Perennial Real Estate Holdings Limited - Annual Report 2015 - page 267

BUILDING LANDMARKS, CHARTING GROWTH
265
Annual Report 2015
Explanatory Notes:
1.
Ordinary Resolutions 3 and 4
Mr. Kuok Khoon Hong will, upon his re-election, continue to serve as the Chairman of the Board of Directors and a member
of the Remuneration Committee.
Mr. Pua Seck Guan will, upon his re-election, continue to serve as the Director and Chief Executive Officer and Member of
the Corporate Disclosure Committee.
Mr. Ooi Eng Peng will, upon his re-election, continue to serve as the Chairman of the Audit and Risk Committee and is
considered independent for the purposes of Rule 704(8) of the Listing Manual of Singapore Exchange Securities Trading
Limited. Mr. Ooi will continue to serve as a Member of the Corporate Disclosure Committee.
2.
Ordinary Resolution 7
Ordinary Resolution 7 is to authorise the Directors of the Company from the date of the Annual General Meeting until the
next Annual General Meeting to issue shares and/or make or grant instruments that might require shares to be issued,
and to issue shares in pursuance of such instruments, up to a limit of 50% of the total number of issued shares in the
capital of the Company, excluding treasury shares, with a sub-limit of 20% for issues other than on a pro rata basis,
calculated as described in the Resolution.
3.
Ordinary Resolution 8
Ordinary Resolution 8 is to authorise the Directors to allot and issue from time to time such number of shares as may be
required to be issued pursuant to the exercise of such options under the Scheme up to an amount not exceeding 15 per cent
of the total number of issued shares (excluding treasury shares) in the capital of the Company from time to time.
This 15% limit is calculated by including (1) the shares which have been allotted and issued pursuant to the exercise of
options under the Scheme since the implementation of the Scheme and (2) the total number of shares subject to any
other share option or share incentive schemes of the Company.
4.
Ordinary Resolution 9
The Ordinary Resolution 9 proposed above, if passed, will empower the Directors of the Company, from the date of the
Annual General Meeting until the next Annual General Meeting or the date by which the next Annual General Meeting of
the Company is required by law to be held or when varied or revoked by the Company in general meeting, whichever is
earlier, to purchase or acquire up to 5% of the total number of issued Shares (excluding treasury shares), at prices up to
but not exceeding the Maximum Price (as defined above), as at the date of the passing of this Ordinary Resolution 9.

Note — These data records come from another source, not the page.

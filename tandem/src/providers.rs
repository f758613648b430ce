//! Wires configured HTTP backends into a ready orchestrator.

use std::sync::Arc;

use reqwest::Client;
use tchat::{AssistantError, AssistantHooks, ProviderAdapter};
use tobserve::{SafeAssistantHooks, TracingObservabilityHooks};
use tprovider::SecretString;

use crate::{Orchestrator, TandemConfig};

/// Builds both adapters with tracing hooks that never propagate observer panics.
pub fn build_orchestrator(config: &TandemConfig) -> Result<Orchestrator, AssistantError> {
    build_orchestrator_with_hooks(
        config,
        Arc::new(SafeAssistantHooks::new(TracingObservabilityHooks)),
    )
}

pub fn build_orchestrator_with_hooks(
    config: &TandemConfig,
    hooks: Arc<dyn AssistantHooks>,
) -> Result<Orchestrator, AssistantError> {
    let http = Client::builder()
        .timeout(config.request_timeout)
        .build()
        .map_err(|err| AssistantError::invalid_config(format!("http client: {err}")))?;

    let stateful = build_stateful_run_adapter(config, http.clone(), Arc::clone(&hooks))?;
    let stateless = build_stateless_adapter(config, http, Arc::clone(&hooks))?;

    Orchestrator::builder()
        .adapter(stateful)
        .adapter(stateless)
        .profiles(config.profiles.clone())
        .hooks(hooks)
        .build()
}

#[cfg(feature = "provider-assistants")]
fn build_stateful_run_adapter(
    config: &TandemConfig,
    http: Client,
    hooks: Arc<dyn AssistantHooks>,
) -> Result<Arc<dyn ProviderAdapter>, AssistantError> {
    let settings = &config.stateful_run;
    let backend = tprovider::adapters::assistants::AssistantsHttpBackend::new(
        http,
        SecretString::new(settings.api_key.expose()),
    )
    .with_base_url(settings.base_url.as_str());

    Ok(Arc::new(
        tchat::StatefulRunAdapter::new(Arc::new(backend), settings.model.as_str())
            .with_poll_policy(config.poll.clone())
            .with_hooks(hooks),
    ))
}

#[cfg(not(feature = "provider-assistants"))]
fn build_stateful_run_adapter(
    _config: &TandemConfig,
    _http: Client,
    _hooks: Arc<dyn AssistantHooks>,
) -> Result<Arc<dyn ProviderAdapter>, AssistantError> {
    Err(AssistantError::invalid_config(
        "provider-assistants feature is not enabled on tandem",
    ))
}

#[cfg(feature = "provider-mistral")]
fn build_stateless_adapter(
    config: &TandemConfig,
    http: Client,
    hooks: Arc<dyn AssistantHooks>,
) -> Result<Arc<dyn ProviderAdapter>, AssistantError> {
    let settings = &config.stateless;
    let backend = tprovider::adapters::mistral::MistralHttpBackend::new(
        http,
        SecretString::new(settings.api_key.expose()),
    )
    .with_base_url(settings.base_url.as_str());

    Ok(Arc::new(
        tchat::StatelessCompletionAdapter::new(Arc::new(backend), settings.model.as_str())
            .with_options(settings.options)
            .with_hooks(hooks),
    ))
}

#[cfg(not(feature = "provider-mistral"))]
fn build_stateless_adapter(
    _config: &TandemConfig,
    _http: Client,
    _hooks: Arc<dyn AssistantHooks>,
) -> Result<Arc<dyn ProviderAdapter>, AssistantError> {
    Err(AssistantError::invalid_config(
        "provider-mistral feature is not enabled on tandem",
    ))
}
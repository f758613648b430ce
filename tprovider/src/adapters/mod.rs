#[cfg(any(feature = "provider-assistants", feature = "provider-mistral"))]
mod http;

#[cfg(feature = "provider-assistants")]
pub mod assistants;

#[cfg(feature = "provider-mistral")]
pub mod mistral;
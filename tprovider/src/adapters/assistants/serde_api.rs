//! Wire shapes for the Assistants v2 REST surface.

use serde::{Deserialize, Serialize};

use crate::{Message, MessageAck, ProviderError, Role, RunHandle, RunStatus};

#[derive(Debug, Serialize)]
pub(crate) struct CreateAssistantBody<'a> {
    pub name: &'a str,
    pub instructions: &'a str,
    pub model: &'a str,
}

#[derive(Debug, Serialize)]
pub(crate) struct CreateMessageBody<'a> {
    pub role: &'a str,
    pub content: &'a str,
}

#[derive(Debug, Serialize)]
pub(crate) struct CreateRunBody<'a> {
    pub assistant_id: &'a str,
}

/// Any object where only the id is needed (assistant, thread).
#[derive(Debug, Deserialize)]
pub(crate) struct ApiObject {
    pub id: String,
}

#[derive(Debug, Deserialize)]
pub(crate) struct ApiDeleted {
    #[serde(default)]
    pub deleted: bool,
}

#[derive(Debug, Deserialize)]
pub(crate) struct ApiRun {
    pub id: String,
    pub status: String,
}

impl From<ApiRun> for RunHandle {
    fn from(value: ApiRun) -> Self {
        Self {
            status: parse_run_status(&value.status),
            run_id: value.id,
        }
    }
}

#[derive(Debug, Deserialize)]
pub(crate) struct ApiMessage {
    pub id: String,
    pub role: String,
    pub created_at: Option<u64>,
    #[serde(default)]
    pub content: Vec<ApiContentPart>,
}

impl From<&ApiMessage> for MessageAck {
    fn from(value: &ApiMessage) -> Self {
        Self {
            message_id: value.id.clone(),
            created_at: value.created_at,
        }
    }
}

#[derive(Debug, Deserialize)]
pub(crate) struct ApiContentPart {
    #[serde(rename = "type")]
    pub kind: String,
    pub text: Option<ApiText>,
}

#[derive(Debug, Deserialize)]
pub(crate) struct ApiText {
    pub value: String,
}

#[derive(Debug, Deserialize)]
pub(crate) struct ApiMessageList {
    #[serde(default)]
    pub data: Vec<ApiMessage>,
}

impl TryFrom<ApiMessage> for Message {
    type Error = ProviderError;

    fn try_from(value: ApiMessage) -> Result<Self, Self::Error> {
        let role = match value.role.as_str() {
            "user" => Role::User,
            "assistant" => Role::Assistant,
            "system" => Role::System,
            other => {
                return Err(ProviderError::transport(format!(
                    "unexpected message role '{other}'"
                )));
            }
        };

        let content = value
            .content
            .into_iter()
            .filter(|part| part.kind == "text")
            .filter_map(|part| part.text.map(|text| text.value))
            .collect::<Vec<_>>()
            .join("\n");

        let message = Message::new(role, content);
        Ok(match value.created_at {
            Some(created_at) => message.with_timestamp(created_at),
            None => message,
        })
    }
}

/// Messages are requested newest first; callers expect oldest first.
pub(crate) fn messages_oldest_first(list: ApiMessageList) -> Result<Vec<Message>, ProviderError> {
    let mut messages = list
        .data
        .into_iter()
        .map(Message::try_from)
        .collect::<Result<Vec<_>, _>>()?;
    messages.reverse();
    Ok(messages)
}

/// Statuses that need caller action or ended partially count as failures.
pub(crate) fn parse_run_status(value: &str) -> RunStatus {
    match value {
        "queued" => RunStatus::Queued,
        "in_progress" => RunStatus::InProgress,
        "cancelling" => RunStatus::Cancelling,
        "completed" => RunStatus::Completed,
        "expired" => RunStatus::Expired,
        "cancelled" => RunStatus::Cancelled,
        _ => RunStatus::Failed,
    }
}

Details of the proposed renewal of the Share Buyback Mandate are set out in the Appendix.
As at the date of this notice, the Company has not purchased or acquired its Shares.
The amount of financing required for the Company to purchase or acquire its Shares, and the impact on the Company’s
financial position, cannot be ascertained as at the date of this Notice as this will depend on the number of the Shares
purchased or acquired and the price at which such Shares were purchased or acquired.
The financial effects of the purchase or acquisition of Shares by the Company pursuant to the proposed renewal of the
Share Buyback Mandate on the Group’s audited financial statements for the financial period ended 31 December 2015 are
set out in the Appendix and are for illustration purposes only.